International audience; Background and aims: One-third of hepatocellular carcinomas (HCCs) harbor mutations activating the β-catenin pathway predominantly via mutations in CTNNB1 gene itself. Mouse models of Apc loss-of-function are widely used to mimic β-catenin-dependent tumorigenesis. Given the low prevalence of APC mutations in human HCCs we aimed to generate liver tumors through CTNNB1 exon 3 deletion (βcatΔex3). We then compared βcatΔex3 liver tumors with liver tumors generated via frameshift in exon 15 of Apc (Apcfs-ex15).Methods: We used hepatocyte-specific and inducible mouse models generated through either a Cre-Lox or a CRISPR/Cas9 approach using AAV vectors. Tumors generated by the Cre-Lox models were phenotypically analyzed using immunohistochemistry and were selected for transcriptomic analysis by RNA-sequencing. Mouse RNAseq data were compared to human RNAseq data (8 normal tissues, 48 HCCs, 9 hepatoblastomas) in an integrative analysis.
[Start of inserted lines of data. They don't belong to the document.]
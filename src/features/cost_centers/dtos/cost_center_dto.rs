use serde::{Deserialize, Serialize};
use validator::Validate;

use crate::features::cost_centers::models::CostCenter;
use crate::shared::types::{ActionState, ChartDatum, PageUser};

/// Create/update form post
#[derive(Debug, Clone, Default, Deserialize, Validate)]
pub struct CostCenterForm {
    #[validate(length(min = 1, message = "Cost center name is required."))]
    #[serde(default)]
    pub name: String,

    /// `Active` or `Inactive`; new centers are active
    #[serde(default)]
    pub status: Option<String>,
}

impl CostCenterForm {
    pub fn is_active(&self) -> bool {
        self.status.as_deref() != Some("Inactive")
    }
}

#[derive(Debug, Clone, Default, PartialEq, Eq, Serialize)]
pub struct CostCenterStats {
    pub total: usize,
    pub active: usize,
    pub inactive: usize,
}

impl CostCenterStats {
    pub fn from_centers(centers: &[CostCenter]) -> Self {
        let active = centers.iter().filter(|c| c.is_active).count();
        Self {
            total: centers.len(),
            active,
            inactive: centers.len() - active,
        }
    }

    pub fn chart(&self) -> Vec<ChartDatum> {
        vec![
            ChartDatum::new("Active Centers", self.active as i64),
            ChartDatum::new("Inactive Centers", self.inactive as i64),
        ]
    }
}

#[derive(Debug, Serialize)]
pub struct CostCentersPage {
    pub user: PageUser,
    pub active_nav: &'static str,
    pub cost_centers: Vec<CostCenter>,
    pub stats: CostCenterStats,
    pub error: Option<String>,
    pub action: Option<ActionState>,
}

#[cfg(test)]
mod tests {
    use super::*;

    fn center(name: &str, is_active: bool) -> CostCenter {
        CostCenter {
            id: name.to_string(),
            name: name.to_string(),
            is_active,
            ..Default::default()
        }
    }

    #[test]
    fn test_chart_counts_active_and_inactive() {
        let stats = CostCenterStats::from_centers(&[
            center("a", true),
            center("b", true),
            center("c", false),
        ]);
        assert_eq!(
            stats.chart(),
            vec![
                ChartDatum::new("Active Centers", 2),
                ChartDatum::new("Inactive Centers", 1)
            ]
        );
    }

    #[test]
    fn test_form_defaults_to_active() {
        let form = CostCenterForm {
            name: "Ops".to_string(),
            status: None,
        };
        assert!(form.is_active());
        assert!(!CostCenterForm {
            status: Some("Inactive".to_string()),
            ..form
        }
        .is_active());
    }
}
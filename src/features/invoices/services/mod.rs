mod invoice_service;

pub use invoice_service::{process_failure_message, InvoiceService};
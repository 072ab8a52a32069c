use axum::{
    routing::{get, post},
    Router,
};
use std::sync::Arc;

use crate::features::projects::handlers;
use crate::features::projects::services::ProjectService;

pub fn routes(service: Arc<ProjectService>) -> Router {
    Router::new()
        .route(
            "/project-management",
            get(handlers::projects_page).post(handlers::create_project),
        )
        .route("/project-management/{id}", post(handlers::update_project))
        .route(
            "/project-management/{id}/delete",
            post(handlers::delete_project),
        )
        .with_state(service)
}
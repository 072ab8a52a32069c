mod dashboard_dto;

pub use dashboard_dto::{DashboardPage, DashboardStats};
use serde::{Deserialize, Serialize};
use utoipa::ToSchema;
use validator::{Validate, ValidationError};

use crate::features::auth::session::SessionPayload;
use crate::shared::types::ActionState;

/// Login form post
#[derive(Debug, Clone, Default, Deserialize, Validate)]
pub struct LoginForm {
    #[validate(email(message = "Invalid email format."))]
    #[serde(default)]
    pub email: String,

    #[validate(length(min = 1, message = "Password cannot be empty."))]
    #[serde(default)]
    pub password: String,
}

/// Query accepted by the login page
#[derive(Debug, Default, Deserialize)]
pub struct LoginQuery {
    pub next: Option<String>,
    pub message: Option<String>,
}

/// Sign-up form post
#[derive(Debug, Clone, Default, Deserialize, Validate)]
#[serde(rename_all = "camelCase")]
#[validate(schema(function = "passwords_match", skip_on_field_errors = true))]
pub struct SignupForm {
    #[validate(length(min = 1))]
    #[serde(default)]
    pub first_name: String,

    #[validate(length(min = 1))]
    #[serde(default)]
    pub last_name: String,

    #[validate(email)]
    #[serde(default)]
    pub email: String,

    #[validate(length(min = 1))]
    #[serde(default)]
    pub country_code: String,

    #[validate(length(min = 1))]
    #[serde(default)]
    pub phone_number: String,

    #[validate(length(min = 6))]
    #[serde(default)]
    pub password: String,

    #[validate(length(min = 6))]
    #[serde(default)]
    pub confirm_password: String,
}

fn passwords_match(form: &SignupForm) -> Result<(), ValidationError> {
    if form.password != form.confirm_password {
        return Err(ValidationError::new("password_mismatch")
            .with_message("Passwords do not match".into()));
    }
    Ok(())
}

/// Verification channel understood by the backend
#[derive(Debug, Clone, Copy, PartialEq, Eq, Serialize, Deserialize, ToSchema)]
pub enum OtpType {
    #[serde(rename = "Email Confirmation")]
    EmailConfirmation,
    #[serde(rename = "Phone Number Confirmation")]
    PhoneNumberConfirmation,
}

#[derive(Debug, Serialize, Deserialize, Validate, ToSchema)]
#[serde(rename_all = "camelCase")]
pub struct RequestOtpDto {
    #[validate(length(min = 1, message = "Identifier is required"))]
    pub identifier: String,
    pub otp_type: OtpType,
}

#[derive(Debug, Serialize, Deserialize, Validate, ToSchema)]
#[serde(rename_all = "camelCase")]
pub struct ValidateOtpDto {
    #[validate(length(min = 1, message = "Identifier is required"))]
    pub identifier: String,
    #[validate(length(min = 1, message = "Verification code is required"))]
    pub otp: String,
    pub otp_type: OtpType,
}

/// Current session as exposed to page scripts
#[derive(Debug, Serialize, Deserialize, ToSchema)]
#[serde(rename_all = "camelCase")]
pub struct SessionInfoDto {
    pub user_key: String,
    pub client_id: String,
    pub user_name: String,
    pub user_email: String,
    pub is_authenticated: bool,
}

impl From<&SessionPayload> for SessionInfoDto {
    fn from(session: &SessionPayload) -> Self {
        Self {
            user_key: session.user_key.clone(),
            client_id: session.client_id.clone(),
            user_name: session.display_name().to_string(),
            user_email: session.user_email.clone().unwrap_or_default(),
            is_authenticated: true,
        }
    }
}

/// Context of the public auth pages
#[derive(Debug, Default, Serialize)]
pub struct AuthPage {
    pub action: Option<ActionState>,
    /// Informational banner, e.g. after sign-up
    pub notice: Option<String>,
    pub next: Option<String>,
    /// Echo of non-secret form fields
    pub email: String,
    pub first_name: String,
    pub last_name: String,
    pub country_code: String,
    pub phone_number: String,
}

#[cfg(test)]
mod tests {
    use super::*;

    fn valid_signup() -> SignupForm {
        SignupForm {
            first_name: "Ada".to_string(),
            last_name: "Lovelace".to_string(),
            email: "ada@example.com".to_string(),
            country_code: "+62".to_string(),
            phone_number: "812-345".to_string(),
            password: "secret1".to_string(),
            confirm_password: "secret1".to_string(),
        }
    }

    #[test]
    fn test_signup_validation() {
        assert!(valid_signup().validate().is_ok());

        let mut short = valid_signup();
        short.password = "abc".to_string();
        short.confirm_password = "abc".to_string();
        assert!(short.validate().is_err());

        let mut mismatch = valid_signup();
        mismatch.confirm_password = "secret2".to_string();
        let errors = mismatch.validate().unwrap_err();
        assert!(errors.errors().contains_key("__all__"));
    }

    #[test]
    fn test_login_form_validation() {
        let form = LoginForm {
            email: "not-an-email".to_string(),
            password: "x".to_string(),
        };
        assert!(form.validate().is_err());

        let form = LoginForm {
            email: "a@b.co".to_string(),
            password: String::new(),
        };
        assert!(form.validate().is_err());
    }

    #[test]
    fn test_otp_type_wire_names() {
        assert_eq!(
            serde_json::to_value(OtpType::EmailConfirmation).unwrap(),
            "Email Confirmation"
        );
        let parsed: OtpType = serde_json::from_value("Phone Number Confirmation".into()).unwrap();
        assert_eq!(parsed, OtpType::PhoneNumberConfirmation);
    }
}
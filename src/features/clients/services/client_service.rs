use std::sync::Arc;

use crate::core::error::{AppError, Result};
use crate::features::clients::models::{Client, ClientUser};
use crate::modules::backend::{decode_list, decode_payload, BackendAuth, BackendClient, BackendError};

/// Reads clients and client users from the backend
pub struct ClientService {
    backend: Arc<BackendClient>,
}

impl ClientService {
    pub fn new(backend: Arc<BackendClient>) -> Self {
        Self { backend }
    }

    pub async fn list(&self, auth: &BackendAuth) -> Result<Vec<Client>> {
        let body = self
            .backend
            .get("/api/v1/Clients?query.ShowAll=true", auth, None, "fetch clients")
            .await?;
        Ok(decode_list(body))
    }

    pub async fn get(&self, auth: &BackendAuth, client_id: &str) -> Result<Client> {
        self.fetch_client(auth, client_id).await.map_err(AppError::from)
    }

    pub async fn users(&self, auth: &BackendAuth, client_id: &str) -> Result<Vec<ClientUser>> {
        self.fetch_users(auth, client_id).await.map_err(AppError::from)
    }

    /// Raw lookup shared with the login flow
    pub async fn fetch_client(
        &self,
        auth: &BackendAuth,
        client_id: &str,
    ) -> std::result::Result<Client, BackendError> {
        let path = format!("/api/v1/Clients/{}", urlencoding::encode(client_id));
        let body = self.backend.get(&path, auth, None, "fetch client").await?;
        decode_payload(body).map_err(|e| BackendError::decode("fetch client", e))
    }

    /// Users of a client. A single object payload counts as a one-user list.
    pub async fn fetch_users(
        &self,
        auth: &BackendAuth,
        client_id: &str,
    ) -> std::result::Result<Vec<ClientUser>, BackendError> {
        let path = format!("/api/v1/clients/{}/users", urlencoding::encode(client_id));
        let body = self
            .backend
            .get(&path, auth, None, "fetch client users")
            .await?;

        let single = body.get("data").is_some_and(|d| d.is_object());
        if single {
            let user: ClientUser = decode_payload(body)
                .map_err(|e| BackendError::decode("fetch client users", e))?;
            return Ok(vec![user]);
        }
        Ok(decode_list(body))
    }
}

#[cfg(test)]
mod tests {
    use super::*;
    use crate::shared::test_helpers::{backend_client, spawn_backend, test_auth};
    use axum::{extract::Path, routing::get, Json, Router};
    use serde_json::{json, Value};

    async fn stub() -> String {
        spawn_backend(
            Router::new()
                .route(
                    "/api/v1/Clients",
                    get(|| async {
                        Json(json!({"isSuccess": true, "data": [
                            {"id": 1, "name": "Acme", "isActive": true},
                            {"id": "2", "name": "Globex", "isActive": false}
                        ]}))
                    }),
                )
                .route(
                    "/api/v1/clients/{id}/users",
                    get(|Path(id): Path<String>| async move {
                        let data: Value = if id == "1" {
                            json!({"id": 10, "email": "solo@acme.test"})
                        } else {
                            json!([{"id": 11}, {"id": 12}])
                        };
                        Json(json!({"isSuccess": true, "data": data}))
                    }),
                ),
        )
        .await
    }

    #[tokio::test]
    async fn test_list_normalises_ids() {
        let service = ClientService::new(backend_client(&stub().await));
        let clients = service.list(&test_auth()).await.unwrap();
        let ids: Vec<_> = clients.iter().map(|c| c.id.as_str()).collect();
        assert_eq!(ids, vec!["1", "2"]);
    }

    #[tokio::test]
    async fn test_users_accepts_single_object() {
        let service = ClientService::new(backend_client(&stub().await));
        let one = service.users(&test_auth(), "1").await.unwrap();
        assert_eq!(one.len(), 1);
        assert_eq!(one[0].email.as_deref(), Some("solo@acme.test"));

        let many = service.users(&test_auth(), "2").await.unwrap();
        assert_eq!(many.len(), 2);
    }

    #[tokio::test]
    async fn test_missing_client_is_not_found() {
        let service = ClientService::new(backend_client(&stub().await));
        let err = service.get(&test_auth(), "404").await.unwrap_err();
        assert!(matches!(err, AppError::NotFound(_)));
    }
}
Tumors generated via CRISPR were analyzed using DNA sequencing and immunohistochemistry.Results: Mice with CTNNB1 exon 3 deletion in hepatocytes developed liver tumors indistinguishable from Apcfs-ex15 liver tumors. Both Apcfs-ex15 and βcatΔex3 mouse models induced growth of two phenotypically distinct tumors (differentiated or undifferentiated). Integrative analysis of human and mouse tumors showed that differentiated mouse tumors cluster with well-differentiated human CTNNB1-mutated tumors. Conversely, undifferentiated mouse tumors cluster with human mesenchymal hepatoblastomas and harbor activated YAP signaling.Conclusion: Apcfs-ex15 and βcatΔex3 mouse models both induce growth of tumors that are transcriptionally similar to either well-differentiated and β-catenin-activated human HCCs or mesenchymal hepatoblastomas.Lay summary: New and easy-to-use transgenic mouse models of liver primary cancers have been generated, with mutations in the gene coding beta-catenin, frequent in both adult and pediatric liver primary cancers. The mice develop both types of cancer, constituting a strong preclinical model.